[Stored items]
========

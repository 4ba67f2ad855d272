use anyhow::{Context, Result};
use sqlx::SqlitePool;
use tracing::info;
use uuid::Uuid;

use crate::chunk;
use crate::config::Config;
use crate::db;
use crate::embedding::{self, EmbeddingProvider};
use crate::extract::{self, SourceKind};
use crate::models::Policy;
use crate::store;

/// Chunk, embed, and store a policy's excerpts, replacing any prior set for
/// the same policy id. The delete and insert run in one transaction, so a
/// re-upload never leaves stale excerpts behind and a failure leaves the
/// previous set intact.
///
/// Returns the number of chunks written.
pub async fn reindex_policy(
    pool: &SqlitePool,
    provider: &dyn EmbeddingProvider,
    batch_size: usize,
    policy: &Policy,
    content: &str,
) -> Result<usize> {
    let drafts = chunk::chunk_policy_text(content);

    // Embed before touching the stored set; an embedding failure aborts the
    // reindex with the old excerpts still in place.
    let mut vectors: Vec<Vec<f32>> = Vec::with_capacity(drafts.len());
    let batch_size = batch_size.max(1);
    for batch in drafts.chunks(batch_size) {
        let inputs: Vec<String> = batch.iter().map(|d| d.embed_input.clone()).collect();
        let mut batch_vecs = provider
            .embed(&inputs)
            .await
            .with_context(|| format!("Failed to embed chunks for policy {}", policy.id))?;
        if batch_vecs.len() != inputs.len() {
            anyhow::bail!(
                "Embedding provider returned {} vectors for {} inputs",
                batch_vecs.len(),
                inputs.len()
            );
        }
        vectors.append(&mut batch_vecs);
    }

    let now = chrono::Utc::now().timestamp();
    let mut tx = pool.begin().await?;

    sqlx::query("DELETE FROM policy_chunks WHERE policy_id = ?")
        .bind(&policy.id)
        .execute(&mut *tx)
        .await?;

    for (index, (draft, vector)) in drafts.iter().zip(vectors.iter()).enumerate() {
        let blob = embedding::vec_to_blob(vector);
        sqlx::query(
            r#"
            INSERT INTO policy_chunks
                (id, policy_id, policy_name, payer, state, effective_date,
                 section, page, chunk_index, text, embedding, created_at)
            VALUES (?, ?, ?, ?, ?, ?, ?, ?, ?, ?, ?, ?)
            "#,
        )
        .bind(Uuid::new_v4().to_string())
        .bind(&policy.id)
        .bind(&policy.name)
        .bind(&policy.payer)
        .bind(&policy.state)
        .bind(&policy.effective_date)
        .bind(&draft.section)
        .bind(draft.page)
        .bind(index as i64)
        .bind(&draft.text)
        .bind(&blob)
        .bind(now)
        .execute(&mut *tx)
        .await?;
    }

    tx.commit().await?;

    info!(
        policy_id = %policy.id,
        policy_name = %policy.name,
        chunks = drafts.len(),
        "reindexed policy"
    );

    Ok(drafts.len())
}

/// CLI entry point: register a policy from a local file and index it.
pub async fn run_index(
    config: &Config,
    path: &std::path::Path,
    name: &str,
    payer: &str,
    state: &str,
    effective_date: &str,
) -> Result<()> {
    if !config.embedding.is_enabled() {
        anyhow::bail!("Indexing requires embeddings. Set [embedding] provider in config.");
    }

    let bytes = std::fs::read(path)
        .with_context(|| format!("Failed to read policy file: {}", path.display()))?;
    let filename = path
        .file_name()
        .and_then(|n| n.to_str())
        .unwrap_or("policy")
        .to_string();

    let kind = SourceKind::detect("application/octet-stream", &filename);
    let content = extract::extract_text_blocking(bytes, kind, config.ocr.clone()).await;
    if content.trim().is_empty() {
        anyhow::bail!("No text could be extracted from {}", path.display());
    }

    let provider = embedding::create_provider(&config.embedding)?;
    let pool = db::connect(config).await?;

    let policy = store::upsert_policy(&pool, name, payer, state, effective_date).await?;
    let count = reindex_policy(
        &pool,
        provider.as_ref(),
        config.embedding.batch_size,
        &policy,
        &content,
    )
    .await?;

    store::record_audit(
        &pool,
        "index_policy",
        None,
        serde_json::json!({ "policy_id": policy.id, "chunks": count }),
    )
    .await;

    println!("indexed policy");
    println!("  id: {}", policy.id);
    println!("  name: {}", policy.name);
    println!("  chunks: {}", count);

    pool.close().await;
    Ok(())
}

========

Exercise brief
Given the records above, restate word for word only the lines starting at the one with "prior set for" and ending at the one with "for batch in".

Solution to the problem
/// Chunk, embed, and store a policy's excerpts, replacing any prior set for
/// the same policy id. The delete and insert run in one transaction, so a
/// re-upload never leaves stale excerpts behind and a failure leaves the
/// previous set intact.
///
/// Returns the number of chunks written.
pub async fn reindex_policy(
    pool: &SqlitePool,
    provider: &dyn EmbeddingProvider,
    batch_size: usize,
    policy: &Policy,
    content: &str,
) -> Result<usize> {
    let drafts = chunk::chunk_policy_text(content);

    // Embed before touching the stored set; an embedding failure aborts the
    // reindex with the old excerpts still in place.
    let mut vectors: Vec<Vec<f32>> = Vec::with_capacity(drafts.len());
    let batch_size = batch_size.max(1);
    for batch in drafts.chunks(batch_size) {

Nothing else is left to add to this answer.